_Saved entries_
▽

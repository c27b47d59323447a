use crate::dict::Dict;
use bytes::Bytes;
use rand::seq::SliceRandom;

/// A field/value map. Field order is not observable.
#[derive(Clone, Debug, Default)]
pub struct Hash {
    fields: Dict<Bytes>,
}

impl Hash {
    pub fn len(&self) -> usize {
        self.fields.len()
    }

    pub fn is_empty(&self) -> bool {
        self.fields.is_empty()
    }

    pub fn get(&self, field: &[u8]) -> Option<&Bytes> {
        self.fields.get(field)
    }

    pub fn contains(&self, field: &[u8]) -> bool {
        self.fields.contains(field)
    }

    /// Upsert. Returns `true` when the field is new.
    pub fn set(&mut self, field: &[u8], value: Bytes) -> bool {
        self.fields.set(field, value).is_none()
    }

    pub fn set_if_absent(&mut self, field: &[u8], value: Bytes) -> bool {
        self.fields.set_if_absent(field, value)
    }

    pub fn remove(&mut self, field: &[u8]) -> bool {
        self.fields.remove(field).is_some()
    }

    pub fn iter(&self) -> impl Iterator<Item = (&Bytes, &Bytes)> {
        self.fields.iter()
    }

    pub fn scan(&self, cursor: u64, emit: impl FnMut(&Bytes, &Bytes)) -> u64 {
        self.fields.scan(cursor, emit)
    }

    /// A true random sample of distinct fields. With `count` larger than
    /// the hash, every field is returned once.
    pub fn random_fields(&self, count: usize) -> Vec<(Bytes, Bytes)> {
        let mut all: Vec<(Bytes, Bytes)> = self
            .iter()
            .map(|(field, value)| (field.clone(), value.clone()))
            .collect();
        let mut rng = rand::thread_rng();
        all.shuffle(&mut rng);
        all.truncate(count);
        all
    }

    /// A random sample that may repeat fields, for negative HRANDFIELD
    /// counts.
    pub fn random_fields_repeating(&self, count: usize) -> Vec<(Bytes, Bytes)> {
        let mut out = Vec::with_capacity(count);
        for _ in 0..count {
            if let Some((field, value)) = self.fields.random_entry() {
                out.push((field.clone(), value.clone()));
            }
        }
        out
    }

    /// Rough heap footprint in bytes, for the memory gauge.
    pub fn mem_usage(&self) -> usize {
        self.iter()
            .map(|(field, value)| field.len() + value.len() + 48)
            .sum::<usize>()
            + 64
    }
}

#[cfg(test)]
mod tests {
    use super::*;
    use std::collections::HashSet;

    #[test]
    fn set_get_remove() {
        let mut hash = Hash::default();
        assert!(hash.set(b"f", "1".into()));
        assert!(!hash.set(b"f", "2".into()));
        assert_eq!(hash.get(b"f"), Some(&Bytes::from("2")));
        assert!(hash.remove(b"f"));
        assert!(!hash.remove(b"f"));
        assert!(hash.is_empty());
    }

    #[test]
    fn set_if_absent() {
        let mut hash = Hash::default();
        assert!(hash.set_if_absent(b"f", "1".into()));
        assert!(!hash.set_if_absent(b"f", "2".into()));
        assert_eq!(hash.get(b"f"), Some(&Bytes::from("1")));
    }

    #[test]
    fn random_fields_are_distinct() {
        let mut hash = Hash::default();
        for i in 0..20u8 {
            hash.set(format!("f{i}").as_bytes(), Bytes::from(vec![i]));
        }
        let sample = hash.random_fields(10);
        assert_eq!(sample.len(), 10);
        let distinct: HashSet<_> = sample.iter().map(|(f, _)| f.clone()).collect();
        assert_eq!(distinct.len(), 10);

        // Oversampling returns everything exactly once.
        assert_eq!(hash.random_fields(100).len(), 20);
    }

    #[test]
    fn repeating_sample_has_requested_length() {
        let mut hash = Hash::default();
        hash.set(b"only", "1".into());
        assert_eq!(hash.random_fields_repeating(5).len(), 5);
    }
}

△
▽

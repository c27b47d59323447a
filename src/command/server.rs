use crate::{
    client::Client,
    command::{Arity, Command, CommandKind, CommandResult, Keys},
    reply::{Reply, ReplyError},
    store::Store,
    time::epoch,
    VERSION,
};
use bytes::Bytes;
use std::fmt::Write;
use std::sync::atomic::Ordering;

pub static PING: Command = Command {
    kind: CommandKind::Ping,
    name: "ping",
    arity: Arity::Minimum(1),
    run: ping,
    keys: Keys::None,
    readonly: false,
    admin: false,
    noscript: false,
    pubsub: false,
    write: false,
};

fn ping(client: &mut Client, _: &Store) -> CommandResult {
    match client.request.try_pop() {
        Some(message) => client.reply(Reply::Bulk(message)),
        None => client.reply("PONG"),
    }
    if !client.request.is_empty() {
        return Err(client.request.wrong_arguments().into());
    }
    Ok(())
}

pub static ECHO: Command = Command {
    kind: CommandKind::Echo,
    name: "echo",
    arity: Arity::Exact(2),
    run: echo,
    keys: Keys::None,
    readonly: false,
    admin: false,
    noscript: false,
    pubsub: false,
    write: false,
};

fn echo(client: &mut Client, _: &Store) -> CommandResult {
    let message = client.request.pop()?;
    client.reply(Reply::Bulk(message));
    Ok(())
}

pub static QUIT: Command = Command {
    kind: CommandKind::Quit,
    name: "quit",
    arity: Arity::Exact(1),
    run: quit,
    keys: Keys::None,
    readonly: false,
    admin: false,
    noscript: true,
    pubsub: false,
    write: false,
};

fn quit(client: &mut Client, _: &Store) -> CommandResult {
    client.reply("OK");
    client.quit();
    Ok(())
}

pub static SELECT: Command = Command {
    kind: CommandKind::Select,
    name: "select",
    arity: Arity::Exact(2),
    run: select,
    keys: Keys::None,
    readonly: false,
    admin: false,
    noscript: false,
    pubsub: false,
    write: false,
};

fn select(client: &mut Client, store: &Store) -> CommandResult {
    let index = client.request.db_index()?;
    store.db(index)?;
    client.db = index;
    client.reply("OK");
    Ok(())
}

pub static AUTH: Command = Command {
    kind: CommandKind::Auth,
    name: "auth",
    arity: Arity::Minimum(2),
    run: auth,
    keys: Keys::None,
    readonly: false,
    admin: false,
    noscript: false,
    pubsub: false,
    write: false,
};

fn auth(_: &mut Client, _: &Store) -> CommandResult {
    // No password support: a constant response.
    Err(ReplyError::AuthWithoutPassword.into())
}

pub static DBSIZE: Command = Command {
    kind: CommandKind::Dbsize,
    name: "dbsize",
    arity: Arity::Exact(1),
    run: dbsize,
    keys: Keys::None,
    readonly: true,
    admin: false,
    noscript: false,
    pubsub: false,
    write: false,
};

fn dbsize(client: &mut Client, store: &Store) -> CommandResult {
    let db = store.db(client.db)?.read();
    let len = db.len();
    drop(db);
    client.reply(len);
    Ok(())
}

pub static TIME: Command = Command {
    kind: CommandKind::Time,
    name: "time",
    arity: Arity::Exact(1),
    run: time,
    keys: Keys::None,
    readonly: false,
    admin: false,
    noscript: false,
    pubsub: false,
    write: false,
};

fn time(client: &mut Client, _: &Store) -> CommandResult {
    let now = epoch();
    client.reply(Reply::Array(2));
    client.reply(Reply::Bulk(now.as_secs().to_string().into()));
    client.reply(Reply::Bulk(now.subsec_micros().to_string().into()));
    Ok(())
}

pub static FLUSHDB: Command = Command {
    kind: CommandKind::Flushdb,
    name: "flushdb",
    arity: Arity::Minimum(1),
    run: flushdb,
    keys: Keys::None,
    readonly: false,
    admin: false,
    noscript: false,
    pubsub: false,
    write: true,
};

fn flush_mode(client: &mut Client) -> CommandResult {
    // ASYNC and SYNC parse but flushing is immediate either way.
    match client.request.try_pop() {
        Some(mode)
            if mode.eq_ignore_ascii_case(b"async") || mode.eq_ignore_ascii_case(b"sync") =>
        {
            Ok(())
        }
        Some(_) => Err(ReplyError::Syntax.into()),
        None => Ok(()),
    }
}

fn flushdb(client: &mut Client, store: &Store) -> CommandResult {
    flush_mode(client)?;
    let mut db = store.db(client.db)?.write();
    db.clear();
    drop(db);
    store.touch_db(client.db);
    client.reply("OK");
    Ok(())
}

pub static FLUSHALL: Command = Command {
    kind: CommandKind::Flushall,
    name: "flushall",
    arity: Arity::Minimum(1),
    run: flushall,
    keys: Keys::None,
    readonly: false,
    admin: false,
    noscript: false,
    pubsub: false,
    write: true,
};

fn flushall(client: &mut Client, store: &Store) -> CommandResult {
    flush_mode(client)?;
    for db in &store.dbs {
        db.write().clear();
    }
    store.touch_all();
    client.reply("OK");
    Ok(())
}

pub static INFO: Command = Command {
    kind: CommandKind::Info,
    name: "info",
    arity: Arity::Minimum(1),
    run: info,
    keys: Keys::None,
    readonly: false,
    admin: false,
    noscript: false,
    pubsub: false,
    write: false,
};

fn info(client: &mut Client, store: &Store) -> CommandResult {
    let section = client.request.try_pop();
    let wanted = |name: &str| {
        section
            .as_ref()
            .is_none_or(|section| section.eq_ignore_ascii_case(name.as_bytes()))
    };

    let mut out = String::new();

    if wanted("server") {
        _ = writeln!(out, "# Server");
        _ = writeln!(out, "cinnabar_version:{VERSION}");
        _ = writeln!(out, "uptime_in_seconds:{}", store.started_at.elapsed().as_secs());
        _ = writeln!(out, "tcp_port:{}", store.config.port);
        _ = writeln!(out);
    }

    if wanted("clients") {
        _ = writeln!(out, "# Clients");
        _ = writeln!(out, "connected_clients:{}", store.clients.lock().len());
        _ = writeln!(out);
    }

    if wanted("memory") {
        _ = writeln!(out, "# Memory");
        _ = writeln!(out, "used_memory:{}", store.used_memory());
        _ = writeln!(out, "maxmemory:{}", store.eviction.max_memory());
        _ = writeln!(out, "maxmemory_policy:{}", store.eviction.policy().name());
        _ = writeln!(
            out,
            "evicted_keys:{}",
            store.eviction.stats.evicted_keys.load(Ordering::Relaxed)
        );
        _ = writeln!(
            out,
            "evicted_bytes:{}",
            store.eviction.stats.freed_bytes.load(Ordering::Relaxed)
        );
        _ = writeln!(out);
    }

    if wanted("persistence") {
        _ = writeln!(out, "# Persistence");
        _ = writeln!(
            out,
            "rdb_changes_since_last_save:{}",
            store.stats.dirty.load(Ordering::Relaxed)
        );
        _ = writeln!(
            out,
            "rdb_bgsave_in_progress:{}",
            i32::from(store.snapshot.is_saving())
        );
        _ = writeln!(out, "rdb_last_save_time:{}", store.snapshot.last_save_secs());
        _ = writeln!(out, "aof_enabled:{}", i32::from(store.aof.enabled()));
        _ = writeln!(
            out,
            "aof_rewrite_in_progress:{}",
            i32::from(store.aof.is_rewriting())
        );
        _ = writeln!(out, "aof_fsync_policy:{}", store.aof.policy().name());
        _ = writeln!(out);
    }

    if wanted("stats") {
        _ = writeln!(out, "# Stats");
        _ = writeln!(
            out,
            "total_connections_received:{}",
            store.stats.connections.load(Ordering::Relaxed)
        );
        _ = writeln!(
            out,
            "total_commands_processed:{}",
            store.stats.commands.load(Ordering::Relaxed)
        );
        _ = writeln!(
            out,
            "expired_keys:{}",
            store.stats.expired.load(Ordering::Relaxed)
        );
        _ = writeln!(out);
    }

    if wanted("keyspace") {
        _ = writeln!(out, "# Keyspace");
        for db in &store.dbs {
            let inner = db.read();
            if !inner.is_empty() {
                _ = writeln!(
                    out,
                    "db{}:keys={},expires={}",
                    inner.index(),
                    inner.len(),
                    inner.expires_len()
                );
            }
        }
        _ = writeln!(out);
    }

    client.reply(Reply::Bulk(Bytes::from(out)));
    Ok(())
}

△

_WHAT YOU SHOULD DO_
Go through the entries above and count the lines containing "policy". Give the number only.

_EXERCISE RESPONSE_
2